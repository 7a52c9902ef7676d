//! Data models for the research pipeline.

use chrono::{DateTime, Utc};
use serde::{Deserialize, Serialize};
use uuid::Uuid;

use markscout_common::{CommonLawConflict, CompanyConflict, LegalPrecedent, TrademarkConflict};

/// Nice classification resolved for a research run.
#[derive(Debug, Clone, PartialEq, Eq, Serialize, Deserialize)]
pub struct Classification {
    pub code: u32,
    pub description: String,
    pub matched_term: String,
}

/// One hit as returned by a search provider, before tagging.
#[derive(Debug, Clone, PartialEq, Eq, Serialize, Deserialize)]
pub struct RawHit {
    pub title: String,
    pub url: String,
    pub snippet: String,
    pub source: String, // provider name, e.g. "DuckDuckGo"
}

/// A provider hit tagged with the query that produced it.
/// Lives only for the duration of one research run.
#[derive(Debug, Clone, PartialEq, Eq, Hash, Serialize, Deserialize)]
pub struct SearchHit {
    pub title: String,
    pub url: String,
    pub snippet: String,
    pub source: String,
    pub query_purpose: String,
    /// Position of the originating query in the strategy list.
    pub query_index: usize,
}

impl SearchHit {
    pub fn from_raw(raw: RawHit, query_purpose: &str, query_index: usize) -> Self {
        Self {
            title: raw.title,
            url: raw.url,
            snippet: raw.snippet,
            source: raw.source,
            query_purpose: query_purpose.to_string(),
            query_index,
        }
    }
}

/// Complete findings of one research run. Built once by the pipeline and
/// handed to the caller; nothing is shared across runs.
#[derive(Debug, Clone, Serialize, Deserialize)]
pub struct TrademarkResearchResult {
    pub run_id: Uuid,
    pub brand_name: String,
    pub industry: String,
    pub category: String,
    pub countries: Vec<String>,
    pub research_timestamp: DateTime<Utc>,
    pub nice_classification: Classification,

    // Conflicts discovered
    pub trademark_conflicts: Vec<TrademarkConflict>,
    pub company_conflicts: Vec<CompanyConflict>,
    pub common_law_conflicts: Vec<CommonLawConflict>,
    pub legal_precedents: Vec<LegalPrecedent>,

    // Risk assessment
    pub overall_risk_score: u32,               // 1–10
    pub registration_success_probability: u32, // 0–100
    pub opposition_probability: u32,           // 0–100
    pub critical_conflicts_count: u32,
    pub high_risk_conflicts_count: u32,
    pub total_conflicts_found: u32,

    // Retrieval bookkeeping
    pub queries_executed: usize,
    pub failed_queries: usize,
    pub hits_collected: usize,

    /// Raw hits grouped by query purpose, for the LLM prompt
    pub search_results_summary: String,
}

impl TrademarkResearchResult {
    /// True when retrieval produced nothing usable, so scores sit on the
    /// no-conflict baseline for lack of data rather than lack of conflicts.
    pub fn is_low_confidence(&self) -> bool {
        self.hits_collected == 0 || self.failed_queries == self.queries_executed
    }
}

* * * * * * *

▶ [Task directions]:
Word for word, transcribe each record.

▶ [Solution]:
repository 7a52c9902ef7676d
//! Data models for the research pipeline.

use chrono::{DateTime, Utc};
use serde::{Deserialize, Serialize};
use uuid::Uuid;

use markscout_common::{CommonLawConflict, CompanyConflict, LegalPrecedent, TrademarkConflict};

/// Nice classification resolved for a research run.
#[derive(Debug, Clone, PartialEq, Eq, Serialize, Deserialize)]
pub struct Classification {
    pub code: u32,
    pub description: String,
    pub matched_term: String,
}

/// One hit as returned by a search provider, before tagging.
#[derive(Debug, Clone, PartialEq, Eq, Serialize, Deserialize)]
pub struct RawHit {
    pub title: String,
    pub url: String,
    pub snippet: String,
    pub source: String, // provider name, e.g. "DuckDuckGo"
}

/// A provider hit tagged with the query that produced it.
/// Lives only for the duration of one research run.
#[derive(Debug, Clone, PartialEq, Eq, Hash, Serialize, Deserialize)]
pub struct SearchHit {
    pub title: String,
    pub url: String,
    pub snippet: String,
    pub source: String,
    pub query_purpose: String,
    /// Position of the originating query in the strategy list.
    pub query_index: usize,
}

impl SearchHit {
    pub fn from_raw(raw: RawHit, query_purpose: &str, query_index: usize) -> Self {
        Self {
            title: raw.title,
            url: raw.url,
            snippet: raw.snippet,
            source: raw.source,
            query_purpose: query_purpose.to_string(),
            query_index,
        }
    }
}

/// Complete findings of one research run. Built once by the pipeline and
/// handed to the caller; nothing is shared across runs.
#[derive(Debug, Clone, Serialize, Deserialize)]
pub struct TrademarkResearchResult {
    pub run_id: Uuid,
    pub brand_name: String,
    pub industry: String,
    pub category: String,
    pub countries: Vec<String>,
    pub research_timestamp: DateTime<Utc>,
    pub nice_classification: Classification,

    // Conflicts discovered
    pub trademark_conflicts: Vec<TrademarkConflict>,
    pub company_conflicts: Vec<CompanyConflict>,
    pub common_law_conflicts: Vec<CommonLawConflict>,
    pub legal_precedents: Vec<LegalPrecedent>,

    // Risk assessment
    pub overall_risk_score: u32,               // 1–10
    pub registration_success_probability: u32, // 0–100
    pub opposition_probability: u32,           // 0–100
    pub critical_conflicts_count: u32,
    pub high_risk_conflicts_count: u32,
    pub total_conflicts_found: u32,

    // Retrieval bookkeeping
    pub queries_executed: usize,
    pub failed_queries: usize,
    pub hits_collected: usize,

    /// Raw hits grouped by query purpose, for the LLM prompt
    pub search_results_summary: String,
}

impl TrademarkResearchResult {
    /// True when retrieval produced nothing usable, so scores sit on the
    /// no-conflict baseline for lack of data rather than lack of conflicts.
    pub fn is_low_confidence(&self) -> bool {
        self.hits_collected == 0 || self.failed_queries == self.queries_executed
    }
}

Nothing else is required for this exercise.